TASK DETAILS:
Work through the records that follow and return each line containing the word "carry".

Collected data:
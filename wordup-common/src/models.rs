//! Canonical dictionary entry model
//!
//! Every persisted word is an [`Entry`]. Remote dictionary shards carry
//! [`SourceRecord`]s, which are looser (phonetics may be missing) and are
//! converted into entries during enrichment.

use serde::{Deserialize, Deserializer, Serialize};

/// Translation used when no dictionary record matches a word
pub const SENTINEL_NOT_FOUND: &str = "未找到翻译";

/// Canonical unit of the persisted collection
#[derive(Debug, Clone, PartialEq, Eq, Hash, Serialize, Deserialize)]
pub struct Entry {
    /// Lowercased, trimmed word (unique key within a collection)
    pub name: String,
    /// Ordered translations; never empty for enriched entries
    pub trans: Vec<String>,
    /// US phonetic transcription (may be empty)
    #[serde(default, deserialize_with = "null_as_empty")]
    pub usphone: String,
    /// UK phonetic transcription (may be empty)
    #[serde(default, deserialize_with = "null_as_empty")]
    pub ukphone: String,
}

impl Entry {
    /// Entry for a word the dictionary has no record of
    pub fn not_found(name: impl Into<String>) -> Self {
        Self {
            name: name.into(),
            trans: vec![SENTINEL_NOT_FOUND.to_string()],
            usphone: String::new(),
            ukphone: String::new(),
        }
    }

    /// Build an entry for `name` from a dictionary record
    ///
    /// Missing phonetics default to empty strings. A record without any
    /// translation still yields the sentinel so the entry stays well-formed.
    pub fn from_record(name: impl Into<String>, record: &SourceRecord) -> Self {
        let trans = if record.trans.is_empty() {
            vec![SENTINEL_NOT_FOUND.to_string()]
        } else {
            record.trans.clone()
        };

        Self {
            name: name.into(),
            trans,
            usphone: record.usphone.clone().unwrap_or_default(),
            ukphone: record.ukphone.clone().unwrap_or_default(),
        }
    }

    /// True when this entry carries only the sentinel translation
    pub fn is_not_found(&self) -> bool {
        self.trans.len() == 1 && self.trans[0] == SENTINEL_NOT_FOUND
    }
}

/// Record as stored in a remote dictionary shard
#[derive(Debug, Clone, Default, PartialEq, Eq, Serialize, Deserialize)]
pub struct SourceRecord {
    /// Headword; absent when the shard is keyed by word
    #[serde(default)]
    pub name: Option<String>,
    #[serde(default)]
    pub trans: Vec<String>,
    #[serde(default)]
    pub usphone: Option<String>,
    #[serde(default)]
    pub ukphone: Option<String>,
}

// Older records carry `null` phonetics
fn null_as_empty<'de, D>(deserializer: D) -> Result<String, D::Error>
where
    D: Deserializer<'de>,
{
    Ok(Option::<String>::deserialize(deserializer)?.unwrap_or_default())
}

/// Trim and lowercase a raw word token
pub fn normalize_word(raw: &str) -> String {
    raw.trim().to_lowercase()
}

RESULT FOR THIS TASK:
//! Every persisted word is an [`Entry`]. Remote dictionary shards carry
// Older records carry `null` phonetics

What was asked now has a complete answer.